» **Exercise details**
Show every line of the data that includes the word "GameMode".
>>>
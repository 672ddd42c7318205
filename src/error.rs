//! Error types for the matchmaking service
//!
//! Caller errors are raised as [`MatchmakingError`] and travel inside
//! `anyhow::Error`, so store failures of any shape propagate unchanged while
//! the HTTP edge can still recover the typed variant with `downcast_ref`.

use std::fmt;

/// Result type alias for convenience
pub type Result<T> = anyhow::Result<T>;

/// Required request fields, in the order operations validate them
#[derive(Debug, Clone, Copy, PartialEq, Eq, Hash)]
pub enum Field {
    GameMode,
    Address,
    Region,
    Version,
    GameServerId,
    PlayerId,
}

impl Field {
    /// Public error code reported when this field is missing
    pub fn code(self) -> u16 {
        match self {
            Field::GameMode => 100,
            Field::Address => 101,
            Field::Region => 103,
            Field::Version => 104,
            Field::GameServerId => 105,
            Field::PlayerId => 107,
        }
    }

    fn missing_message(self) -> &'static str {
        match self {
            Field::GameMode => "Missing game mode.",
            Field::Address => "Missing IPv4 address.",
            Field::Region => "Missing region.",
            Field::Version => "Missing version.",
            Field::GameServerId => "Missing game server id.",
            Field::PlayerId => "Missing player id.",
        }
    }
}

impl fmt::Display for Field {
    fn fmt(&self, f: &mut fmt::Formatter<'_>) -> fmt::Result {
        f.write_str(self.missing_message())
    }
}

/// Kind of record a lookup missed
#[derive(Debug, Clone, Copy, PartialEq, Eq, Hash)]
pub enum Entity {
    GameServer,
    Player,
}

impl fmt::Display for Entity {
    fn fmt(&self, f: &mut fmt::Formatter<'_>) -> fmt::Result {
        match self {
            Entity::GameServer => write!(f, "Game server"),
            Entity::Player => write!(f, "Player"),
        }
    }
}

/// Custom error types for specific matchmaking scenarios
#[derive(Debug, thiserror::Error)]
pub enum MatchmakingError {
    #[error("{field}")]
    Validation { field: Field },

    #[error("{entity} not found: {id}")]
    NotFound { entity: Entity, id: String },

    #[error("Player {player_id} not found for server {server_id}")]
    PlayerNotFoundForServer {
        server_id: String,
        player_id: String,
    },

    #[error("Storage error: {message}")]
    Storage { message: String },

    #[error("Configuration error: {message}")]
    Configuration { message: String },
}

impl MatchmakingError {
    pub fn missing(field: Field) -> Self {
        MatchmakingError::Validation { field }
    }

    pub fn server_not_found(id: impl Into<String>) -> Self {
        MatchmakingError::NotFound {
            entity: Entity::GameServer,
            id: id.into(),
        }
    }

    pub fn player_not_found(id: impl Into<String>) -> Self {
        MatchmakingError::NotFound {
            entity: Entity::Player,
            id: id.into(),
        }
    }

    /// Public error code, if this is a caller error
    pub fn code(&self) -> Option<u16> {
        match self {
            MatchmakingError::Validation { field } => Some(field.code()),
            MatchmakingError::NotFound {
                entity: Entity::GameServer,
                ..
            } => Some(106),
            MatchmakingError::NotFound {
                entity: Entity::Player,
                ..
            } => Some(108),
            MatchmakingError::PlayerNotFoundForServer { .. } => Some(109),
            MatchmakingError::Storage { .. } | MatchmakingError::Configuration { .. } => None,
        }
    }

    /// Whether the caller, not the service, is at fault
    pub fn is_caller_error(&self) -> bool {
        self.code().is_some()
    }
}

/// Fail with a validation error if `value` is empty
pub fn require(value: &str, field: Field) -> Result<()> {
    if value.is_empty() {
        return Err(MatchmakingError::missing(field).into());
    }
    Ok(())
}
<<<
» **Completed exercise**
    GameMode,
            Field::GameMode => 100,
            Field::GameMode => "Missing game mode.",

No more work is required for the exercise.